Data section start

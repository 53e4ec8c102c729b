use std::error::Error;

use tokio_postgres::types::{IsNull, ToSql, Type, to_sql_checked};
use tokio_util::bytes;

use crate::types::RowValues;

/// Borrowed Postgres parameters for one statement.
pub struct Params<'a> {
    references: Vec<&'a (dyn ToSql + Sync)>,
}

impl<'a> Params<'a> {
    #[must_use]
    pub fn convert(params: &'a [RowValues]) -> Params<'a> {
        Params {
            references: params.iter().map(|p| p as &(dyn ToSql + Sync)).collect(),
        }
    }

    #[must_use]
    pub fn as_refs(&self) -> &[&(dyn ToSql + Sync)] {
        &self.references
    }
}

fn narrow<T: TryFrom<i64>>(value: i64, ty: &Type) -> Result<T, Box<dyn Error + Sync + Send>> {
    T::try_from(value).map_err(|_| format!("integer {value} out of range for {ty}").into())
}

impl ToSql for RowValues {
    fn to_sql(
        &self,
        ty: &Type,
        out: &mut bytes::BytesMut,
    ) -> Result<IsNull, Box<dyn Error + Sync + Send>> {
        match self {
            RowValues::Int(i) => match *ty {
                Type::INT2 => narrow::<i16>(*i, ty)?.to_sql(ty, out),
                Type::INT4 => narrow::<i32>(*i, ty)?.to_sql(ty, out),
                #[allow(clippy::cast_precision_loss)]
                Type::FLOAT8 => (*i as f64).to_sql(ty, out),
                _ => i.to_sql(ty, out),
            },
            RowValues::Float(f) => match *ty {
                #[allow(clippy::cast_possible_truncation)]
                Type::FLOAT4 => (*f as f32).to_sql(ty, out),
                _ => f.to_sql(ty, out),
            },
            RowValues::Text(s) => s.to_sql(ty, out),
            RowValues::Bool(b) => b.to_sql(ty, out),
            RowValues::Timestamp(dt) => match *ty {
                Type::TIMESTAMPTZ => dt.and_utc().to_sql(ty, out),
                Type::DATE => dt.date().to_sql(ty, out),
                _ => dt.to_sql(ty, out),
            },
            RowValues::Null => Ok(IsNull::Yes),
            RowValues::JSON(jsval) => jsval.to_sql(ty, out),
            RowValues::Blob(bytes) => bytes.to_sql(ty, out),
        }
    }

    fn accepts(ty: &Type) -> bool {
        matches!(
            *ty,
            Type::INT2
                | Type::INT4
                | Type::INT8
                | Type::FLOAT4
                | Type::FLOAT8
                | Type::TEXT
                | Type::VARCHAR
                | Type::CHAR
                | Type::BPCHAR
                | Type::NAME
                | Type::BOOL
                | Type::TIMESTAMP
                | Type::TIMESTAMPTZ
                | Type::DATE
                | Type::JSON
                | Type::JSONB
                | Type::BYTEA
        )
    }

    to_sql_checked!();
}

Data section end
Data section start

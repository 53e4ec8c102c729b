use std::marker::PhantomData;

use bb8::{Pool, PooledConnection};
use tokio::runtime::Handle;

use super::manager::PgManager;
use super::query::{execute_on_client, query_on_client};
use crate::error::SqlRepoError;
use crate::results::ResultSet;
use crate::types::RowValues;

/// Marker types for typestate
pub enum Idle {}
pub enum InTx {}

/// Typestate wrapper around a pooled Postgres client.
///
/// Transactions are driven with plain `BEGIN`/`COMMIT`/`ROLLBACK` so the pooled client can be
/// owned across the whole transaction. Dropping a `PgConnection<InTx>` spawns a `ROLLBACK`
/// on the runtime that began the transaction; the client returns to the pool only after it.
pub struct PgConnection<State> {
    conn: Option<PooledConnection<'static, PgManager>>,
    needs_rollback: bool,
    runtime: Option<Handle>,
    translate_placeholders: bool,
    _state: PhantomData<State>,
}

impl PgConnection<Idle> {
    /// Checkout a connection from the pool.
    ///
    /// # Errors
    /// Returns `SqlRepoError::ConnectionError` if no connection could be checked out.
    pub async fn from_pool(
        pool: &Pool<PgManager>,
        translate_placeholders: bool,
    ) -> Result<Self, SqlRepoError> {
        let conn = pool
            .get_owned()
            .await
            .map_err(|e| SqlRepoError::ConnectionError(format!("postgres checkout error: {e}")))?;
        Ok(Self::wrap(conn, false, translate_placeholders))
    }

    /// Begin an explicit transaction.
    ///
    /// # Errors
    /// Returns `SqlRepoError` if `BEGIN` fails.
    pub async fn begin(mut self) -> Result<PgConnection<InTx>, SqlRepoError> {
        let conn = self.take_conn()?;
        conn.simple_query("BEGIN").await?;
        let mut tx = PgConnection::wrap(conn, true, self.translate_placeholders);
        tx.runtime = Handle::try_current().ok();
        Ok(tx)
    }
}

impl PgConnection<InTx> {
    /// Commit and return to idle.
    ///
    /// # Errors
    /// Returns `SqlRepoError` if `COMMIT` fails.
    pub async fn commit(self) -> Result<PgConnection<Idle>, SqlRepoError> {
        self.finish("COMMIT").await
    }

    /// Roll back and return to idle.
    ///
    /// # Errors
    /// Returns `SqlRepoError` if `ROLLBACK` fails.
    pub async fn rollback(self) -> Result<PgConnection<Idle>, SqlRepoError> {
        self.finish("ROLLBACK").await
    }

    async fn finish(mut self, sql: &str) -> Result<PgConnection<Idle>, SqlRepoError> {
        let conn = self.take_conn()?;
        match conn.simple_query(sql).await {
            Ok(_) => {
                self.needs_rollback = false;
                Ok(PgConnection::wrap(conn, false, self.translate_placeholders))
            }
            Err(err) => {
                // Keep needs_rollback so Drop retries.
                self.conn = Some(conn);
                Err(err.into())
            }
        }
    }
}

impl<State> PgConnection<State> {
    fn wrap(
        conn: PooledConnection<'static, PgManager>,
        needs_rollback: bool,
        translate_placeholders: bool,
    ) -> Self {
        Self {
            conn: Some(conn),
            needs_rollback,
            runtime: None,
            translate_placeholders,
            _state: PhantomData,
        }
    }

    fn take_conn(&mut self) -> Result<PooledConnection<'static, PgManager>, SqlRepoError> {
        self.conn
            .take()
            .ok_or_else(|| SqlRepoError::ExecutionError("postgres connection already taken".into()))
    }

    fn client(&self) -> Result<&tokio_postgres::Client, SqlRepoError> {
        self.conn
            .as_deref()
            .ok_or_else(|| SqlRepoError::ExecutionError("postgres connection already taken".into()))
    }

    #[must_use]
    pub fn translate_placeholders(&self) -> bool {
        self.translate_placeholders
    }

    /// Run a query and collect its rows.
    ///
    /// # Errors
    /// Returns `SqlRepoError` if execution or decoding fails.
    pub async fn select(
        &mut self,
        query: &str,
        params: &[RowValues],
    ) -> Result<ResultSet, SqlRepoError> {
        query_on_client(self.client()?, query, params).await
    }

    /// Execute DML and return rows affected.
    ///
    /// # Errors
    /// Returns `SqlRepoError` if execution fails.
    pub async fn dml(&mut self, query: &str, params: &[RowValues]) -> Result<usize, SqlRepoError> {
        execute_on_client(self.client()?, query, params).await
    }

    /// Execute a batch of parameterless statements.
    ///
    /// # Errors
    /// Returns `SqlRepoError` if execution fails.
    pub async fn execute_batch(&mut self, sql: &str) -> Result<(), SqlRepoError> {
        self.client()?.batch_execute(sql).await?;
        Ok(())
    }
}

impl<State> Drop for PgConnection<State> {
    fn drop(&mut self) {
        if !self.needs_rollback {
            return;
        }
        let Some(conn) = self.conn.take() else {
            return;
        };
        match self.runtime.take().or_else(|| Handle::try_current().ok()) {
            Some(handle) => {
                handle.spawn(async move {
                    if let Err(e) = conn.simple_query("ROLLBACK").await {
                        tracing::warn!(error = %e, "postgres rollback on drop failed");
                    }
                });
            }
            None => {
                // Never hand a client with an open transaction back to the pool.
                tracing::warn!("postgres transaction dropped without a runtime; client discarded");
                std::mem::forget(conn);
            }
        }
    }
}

Data section end

### Work to be completed
Search the entries above for the word "PgConnection" and copy each line where it appears.

### Written response
/// owned across the whole transaction. Dropping a `PgConnection<InTx>` spawns a `ROLLBACK`
pub struct PgConnection<State> {
impl PgConnection<Idle> {
    pub async fn begin(mut self) -> Result<PgConnection<InTx>, SqlRepoError> {
        let mut tx = PgConnection::wrap(conn, true, self.translate_placeholders);
impl PgConnection<InTx> {
    pub async fn commit(self) -> Result<PgConnection<Idle>, SqlRepoError> {
    pub async fn rollback(self) -> Result<PgConnection<Idle>, SqlRepoError> {
    async fn finish(mut self, sql: &str) -> Result<PgConnection<Idle>, SqlRepoError> {
                Ok(PgConnection::wrap(conn, false, self.translate_placeholders))
impl<State> PgConnection<State> {
impl<State> Drop for PgConnection<State> {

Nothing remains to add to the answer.